Saved data entries
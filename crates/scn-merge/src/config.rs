use std::time::Duration;

use serde::{Deserialize, Serialize};

/// Merge coordinator settings.
#[derive(Clone, Debug, PartialEq, Eq, Serialize, Deserialize)]
#[serde(default)]
pub struct MergeConfig {
    /// How long a merge waits for another merge into the same target before
    /// giving up with `MergeInProgress`.
    pub lock_timeout_ms: u64,
}

impl MergeConfig {
    pub fn lock_timeout(&self) -> Duration {
        Duration::from_millis(self.lock_timeout_ms)
    }
}

impl Default for MergeConfig {
    fn default() -> Self {
        Self {
            lock_timeout_ms: 2_000,
        }
    }
}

* _Problem description_:
Each line in the records above must be returned exactly as it stands.

* _Task answer_:
filename crates/scn-merge/src/config.rs
use std::time::Duration;

use serde::{Deserialize, Serialize};

/// Merge coordinator settings.
#[derive(Clone, Debug, PartialEq, Eq, Serialize, Deserialize)]
#[serde(default)]
pub struct MergeConfig {
    /// How long a merge waits for another merge into the same target before
    /// giving up with `MergeInProgress`.
    pub lock_timeout_ms: u64,
}

impl MergeConfig {
    pub fn lock_timeout(&self) -> Duration {
        Duration::from_millis(self.lock_timeout_ms)
    }
}

impl Default for MergeConfig {
    fn default() -> Self {
        Self {
            lock_timeout_ms: 2_000,
        }
    }
}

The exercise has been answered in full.